> [Dataset records]:
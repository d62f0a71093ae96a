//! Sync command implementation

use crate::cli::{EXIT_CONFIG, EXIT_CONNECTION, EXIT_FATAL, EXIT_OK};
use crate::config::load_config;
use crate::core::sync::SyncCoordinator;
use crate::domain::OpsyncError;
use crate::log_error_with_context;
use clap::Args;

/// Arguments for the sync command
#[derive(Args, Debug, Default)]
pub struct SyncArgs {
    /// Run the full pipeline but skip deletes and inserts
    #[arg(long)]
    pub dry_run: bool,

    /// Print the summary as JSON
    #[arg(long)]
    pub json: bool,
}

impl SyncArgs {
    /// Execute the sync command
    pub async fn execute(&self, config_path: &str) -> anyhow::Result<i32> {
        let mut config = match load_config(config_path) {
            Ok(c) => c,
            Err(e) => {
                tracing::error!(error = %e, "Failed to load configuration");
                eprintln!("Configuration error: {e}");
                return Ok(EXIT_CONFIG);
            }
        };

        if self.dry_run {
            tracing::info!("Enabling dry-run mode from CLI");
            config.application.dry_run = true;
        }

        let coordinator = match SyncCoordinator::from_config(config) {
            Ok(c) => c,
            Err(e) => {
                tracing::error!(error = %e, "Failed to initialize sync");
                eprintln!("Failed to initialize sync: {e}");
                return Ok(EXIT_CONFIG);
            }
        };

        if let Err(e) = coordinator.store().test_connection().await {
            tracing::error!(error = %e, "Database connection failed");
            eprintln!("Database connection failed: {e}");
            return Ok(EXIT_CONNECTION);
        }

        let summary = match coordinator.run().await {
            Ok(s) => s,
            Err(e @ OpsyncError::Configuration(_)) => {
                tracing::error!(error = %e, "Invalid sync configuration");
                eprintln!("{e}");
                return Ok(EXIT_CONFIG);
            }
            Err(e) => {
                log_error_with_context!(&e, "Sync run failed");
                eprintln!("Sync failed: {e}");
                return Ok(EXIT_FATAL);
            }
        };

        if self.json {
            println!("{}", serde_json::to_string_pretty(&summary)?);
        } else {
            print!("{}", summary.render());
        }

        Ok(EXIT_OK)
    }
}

> [Exercise directions]: Each line of the listing should be copied exactly, with none left out.

> [Task solution]:
repository d62f0a71093ae96a
//! Sync command implementation

use crate::cli::{EXIT_CONFIG, EXIT_CONNECTION, EXIT_FATAL, EXIT_OK};
use crate::config::load_config;
use crate::core::sync::SyncCoordinator;
use crate::domain::OpsyncError;
use crate::log_error_with_context;
use clap::Args;

/// Arguments for the sync command
#[derive(Args, Debug, Default)]
pub struct SyncArgs {
    /// Run the full pipeline but skip deletes and inserts
    #[arg(long)]
    pub dry_run: bool,

    /// Print the summary as JSON
    #[arg(long)]
    pub json: bool,
}

impl SyncArgs {
    /// Execute the sync command
    pub async fn execute(&self, config_path: &str) -> anyhow::Result<i32> {
        let mut config = match load_config(config_path) {
            Ok(c) => c,
            Err(e) => {
                tracing::error!(error = %e, "Failed to load configuration");
                eprintln!("Configuration error: {e}");
                return Ok(EXIT_CONFIG);
            }
        };

        if self.dry_run {
            tracing::info!("Enabling dry-run mode from CLI");
            config.application.dry_run = true;
        }

        let coordinator = match SyncCoordinator::from_config(config) {
            Ok(c) => c,
            Err(e) => {
                tracing::error!(error = %e, "Failed to initialize sync");
                eprintln!("Failed to initialize sync: {e}");
                return Ok(EXIT_CONFIG);
            }
        };

        if let Err(e) = coordinator.store().test_connection().await {
            tracing::error!(error = %e, "Database connection failed");
            eprintln!("Database connection failed: {e}");
            return Ok(EXIT_CONNECTION);
        }

        let summary = match coordinator.run().await {
            Ok(s) => s,
            Err(e @ OpsyncError::Configuration(_)) => {
                tracing::error!(error = %e, "Invalid sync configuration");
                eprintln!("{e}");
                return Ok(EXIT_CONFIG);
            }
            Err(e) => {
                log_error_with_context!(&e, "Sync run failed");
                eprintln!("Sync failed: {e}");
                return Ok(EXIT_FATAL);
            }
        };

        if self.json {
            println!("{}", serde_json::to_string_pretty(&summary)?);
        } else {
            print!("{}", summary.render());
        }

        Ok(EXIT_OK)
    }
}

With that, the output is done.